Extracted material:
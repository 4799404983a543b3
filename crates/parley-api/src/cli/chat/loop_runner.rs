//! Main chat loop.
//!
//! Opens the session, prints the banner and history, then reads lines until
//! the user quits. User messages are handed to the orchestrator on spawned
//! tasks; replies are printed by the renderer task as they stream in.

use std::io::Write;

use console::style;
use rustyline_async::SharedWriter;
use tokio::task::JoinSet;

use parley_types::chat::{Chat, ChatId};

use crate::state::AppState;

use super::banner::print_welcome_banner;
use super::commands::{self, ChatCommand};
use super::input::{ChatInput, InputEvent};
use super::renderer::{print_chats, print_history, spawn_event_printer};

/// What the loop does after a slash command.
enum Flow {
    Continue,
    Exit,
}

fn prompt_for(chat: Option<&Chat>) -> String {
    match chat {
        Some(chat) => format!("  {} ", style(format!("{} >", chat.name)).green().bold()),
        None => format!("  {} ", style(">").green().bold()),
    }
}

/// Run the interactive chat loop.
pub async fn run_chat_loop(
    state: &AppState,
    chat: Option<ChatId>,
    model: Option<String>,
) -> anyhow::Result<()> {
    let orchestrator = state.orchestrator.clone();
    orchestrator.initialize().await;

    if let Some(chat_id) = chat {
        orchestrator.switch_chat(chat_id).await;
        if orchestrator.active_chat().map(|c| c.id) != Some(chat_id) {
            anyhow::bail!("chat #{chat_id} does not exist");
        }
    }
    if let Some(model) = model {
        orchestrator.switch_model(model).await;
    }

    let Some(active) = orchestrator.active_chat() else {
        let reason = orchestrator
            .last_error()
            .map(|e| e.to_string())
            .unwrap_or_else(|| "no chat could be opened".to_string());
        anyhow::bail!("failed to open a chat: {reason}");
    };

    print_welcome_banner(&active, orchestrator.chats().len(), &state.data_dir);

    let (mut input, mut out) = ChatInput::open(prompt_for(Some(&active)))
        .map_err(|e| anyhow::anyhow!("Failed to initialize input: {e}"))?;
    if orchestrator.has_messages() {
        print_history(&mut out, &active, &orchestrator.messages())?;
    }

    let printer = spawn_event_printer(orchestrator.clone(), out.clone());
    let mut generations = JoinSet::new();

    loop {
        while let Some(finished) = generations.try_join_next() {
            if let Err(e) = finished {
                tracing::warn!(error = %e, "generation task failed");
            }
        }

        match input.next().await {
            InputEvent::Exit => break,
            InputEvent::Interrupt => {
                let cancelled = orchestrator
                    .active_chat()
                    .is_some_and(|chat| orchestrator.cancel_stream(chat.id));
                if !cancelled {
                    writeln!(
                        out,
                        "  {}",
                        style("Press Ctrl+D or type /quit to exit.").dim()
                    )?;
                }
            }
            InputEvent::Line(text) => {
                if text.is_empty() {
                    continue;
                }

                if let Some(command) = commands::parse(&text) {
                    match run_command(state, command, &mut input, &mut out).await? {
                        Flow::Continue => {}
                        Flow::Exit => break,
                    }
                    input.set_prompt(&prompt_for(orchestrator.active_chat().as_ref()));
                    continue;
                }

                if let Some(chat) = orchestrator.active_chat() {
                    if orchestrator.is_streaming(chat.id) {
                        writeln!(
                            out,
                            "  {} {} is still replying. Wait, or /cancel it.",
                            style("!").yellow().bold(),
                            style(&chat.name).cyan()
                        )?;
                        continue;
                    }
                }

                let orch = orchestrator.clone();
                generations.spawn(async move { orch.add_user_message(text).await });
            }
        }
    }

    for chat in orchestrator.chats() {
        orchestrator.cancel_stream(chat.id);
    }
    while generations.join_next().await.is_some() {}
    printer.abort();

    writeln!(out, "\n  {}", style("Session ended.").dim())?;
    input.flush();
    Ok(())
}

async fn run_command(
    state: &AppState,
    command: ChatCommand,
    input: &mut ChatInput,
    out: &mut SharedWriter,
) -> anyhow::Result<Flow> {
    let orchestrator = &state.orchestrator;

    match command {
        ChatCommand::Help => commands::print_help(out)?,
        ChatCommand::Clear => input.clear_screen(),
        ChatCommand::Exit => return Ok(Flow::Exit),

        ChatCommand::New(name) => {
            let name = name.unwrap_or_else(|| state.config.default_chat_name.clone());
            let model = orchestrator
                .active_chat()
                .map(|chat| chat.model)
                .unwrap_or_else(|| state.config.default_model.clone());
            if let Some(chat) = orchestrator.start_new_chat(name, model).await {
                writeln!(
                    out,
                    "\n  {} Started {} {} using {}\n",
                    style("+").green().bold(),
                    style(&chat.name).cyan(),
                    style(format!("#{}", chat.id)).dim(),
                    style(&chat.model).dim()
                )?;
            }
        }

        ChatCommand::Chats => {
            let active = orchestrator.active_chat();
            print_chats(out, &orchestrator.sorted_chats(), active.as_ref(), |chat| {
                orchestrator.is_streaming(chat.id)
            })?;
        }

        ChatCommand::Switch(chat_id) => {
            if !orchestrator.chats().iter().any(|chat| chat.id == chat_id) {
                writeln!(out, "\n  {} No chat #{chat_id}.\n", style("?").yellow().bold())?;
                return Ok(Flow::Continue);
            }
            orchestrator.switch_chat(chat_id).await;
            if let Some(chat) = orchestrator.active_chat() {
                print_history(out, &chat, &orchestrator.messages())?;
            }
        }

        ChatCommand::Model(model) => {
            if orchestrator.has_messages() {
                writeln!(
                    out,
                    "\n  {} The model can only change before the first message. Use /new.\n",
                    style("!").yellow().bold()
                )?;
                return Ok(Flow::Continue);
            }
            orchestrator.switch_model(model).await;
            if let Some(chat) = orchestrator.active_chat() {
                writeln!(out, "\n  {} Model: {}\n", style("*").cyan().bold(), style(&chat.model).dim())?;
            }
        }

        ChatCommand::Rename(name) => {
            if let Some(chat) = orchestrator.active_chat() {
                orchestrator.rename_chat(chat.id, name).await;
            }
        }

        ChatCommand::System(text) => {
            orchestrator.add_system_message(text, None).await;
            writeln!(out, "  {}", style("System message added.").dim())?;
        }

        ChatCommand::Delete(target) => {
            let Some(chat_id) = target.or_else(|| orchestrator.active_chat().map(|c| c.id)) else {
                return Ok(Flow::Continue);
            };
            orchestrator.delete_chat(chat_id).await;
            writeln!(out, "\n  {} Deleted chat #{chat_id}.", style("-").red().bold())?;
            if let Some(chat) = orchestrator.active_chat() {
                print_history(out, &chat, &orchestrator.messages())?;
            }
        }

        ChatCommand::Wipe { confirmed: false } => {
            writeln!(
                out,
                "\n  {} This deletes every chat and message. Type {} to confirm.\n",
                style("!").red().bold(),
                style("/wipe yes").yellow()
            )?;
        }

        ChatCommand::Wipe { confirmed: true } => {
            orchestrator.wipe_database().await;
            if let Some(chat) = orchestrator.active_chat() {
                writeln!(
                    out,
                    "\n  {} Wiped. Fresh chat {} using {}\n",
                    style("✓").green().bold(),
                    style(format!("#{}", chat.id)).dim(),
                    style(&chat.model).dim()
                )?;
            }
        }

        ChatCommand::Cancel => {
            let cancelled = orchestrator
                .active_chat()
                .is_some_and(|chat| orchestrator.cancel_stream(chat.id));
            if !cancelled {
                writeln!(out, "  {}", style("Nothing to cancel.").dim())?;
            }
        }

        ChatCommand::History => {
            if let Some(chat) = orchestrator.active_chat() {
                print_history(out, &chat, &orchestrator.messages())?;
            }
        }

        ChatCommand::Unknown(name) => {
            writeln!(
                out,
                "\n  {} Unknown command: {}. Type /help for available commands.\n",
                style("?").yellow().bold(),
                style(name).dim()
            )?;
        }
    }

    Ok(Flow::Continue)
}

#[cfg(test)]
mod tests {
    use super::*;
    use parley_types::chat::NewChat;

    #[test]
    fn test_prompt_shows_chat_name() {
        let chat = NewChat::now("Trip", "llama3").with_id(ChatId(3));
        assert!(prompt_for(Some(&chat)).contains("Trip >"));
        assert!(prompt_for(None).contains('>'));
    }
}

Activity:
In the data above, how many lines contain the word "clone"? Write the number only.

Task output:
5